Parmi les autres sujets abordés avec Marine Le Pen, l'épineuse affaire Fillon. Les avocats de l'ancien candidat LR à la présidentielle demandent un report du jugement, qui devait être attendu lundi, le temps de faire la lumière sur les éventuelles pressions qu'affirme avoir subi l'ex-cheffe du PNF : "Le vrai sujet c'est de savoir 'Est-ce que dans notre pays la justice est instrumentalisée par le pouvoir ?' La réponse est 'Oui'. J'ai subi exactement la même chose". Elle en profite pour dénoncer "des méthodes indignes d'une démocratie moderne" qui viennent "accessoirement" de François Hollande, "peut-être" du ministre de la Justice de l'époque, Jean-Jacques Urvoas. Elle demande en tous cas une enquête sur la façon dont les procureurs ont travaillé sur son dossier "et tous les autres", évoquant par ailleurs "l'affaire des tweets de Daesh" pour laquelle elle a été incriminée.

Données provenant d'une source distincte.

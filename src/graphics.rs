//! embedded-graphics integration
//!
//! Frames reach the panel through the DSI host's framebuffer, so the driver
//! does not implement `DrawTarget`. It does report its size, which lets a
//! framebuffer-backed `DrawTarget` on the host side size itself from the panel.

use embedded_graphics_core::geometry::{OriginDimensions, Size};

use crate::display::Display;
use crate::interface::{ControlLine, DsiHost};

impl<H, RST, BL> OriginDimensions for Display<H, RST, BL>
where
    H: DsiHost,
    RST: ControlLine,
    BL: ControlLine,
{
    fn size(&self) -> Size {
        let dims = self.dimensions();
        Size::new(u32::from(dims.width), u32::from(dims.height))
    }
}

Enfin, Marine Le Pen, qui "croit être élue" lors des prochaines élections présidentielles en 2022, ne pouvait rester insensible aux convulsions socio-politiques qui agitent le monde, y compris en France. Alors que la statue de Colbert devant l'Assemblée nationale a été taguée, la présidente du Rassemblement national affirme qu'"il n'est pas question de revisiter notre Histoire" en vandalisant ou en déboulonnant des statues : "Si on fait ça, on va déboulonner tout le monde, le général de Gaulle en premier". Et face l'action d'Extinction Rebellion, dont des militants se sont enchaînés aux grilles du ministère de l’Intérieur pour appeler à une "société apaisée", elle a par ailleurs souligné un "énorme problème d'autorité" : "Il n'y a plus d'État, l'État est effondré, sur les plans sanitaire et de l'économie, où c'est le laisser-faire qui devient la règle".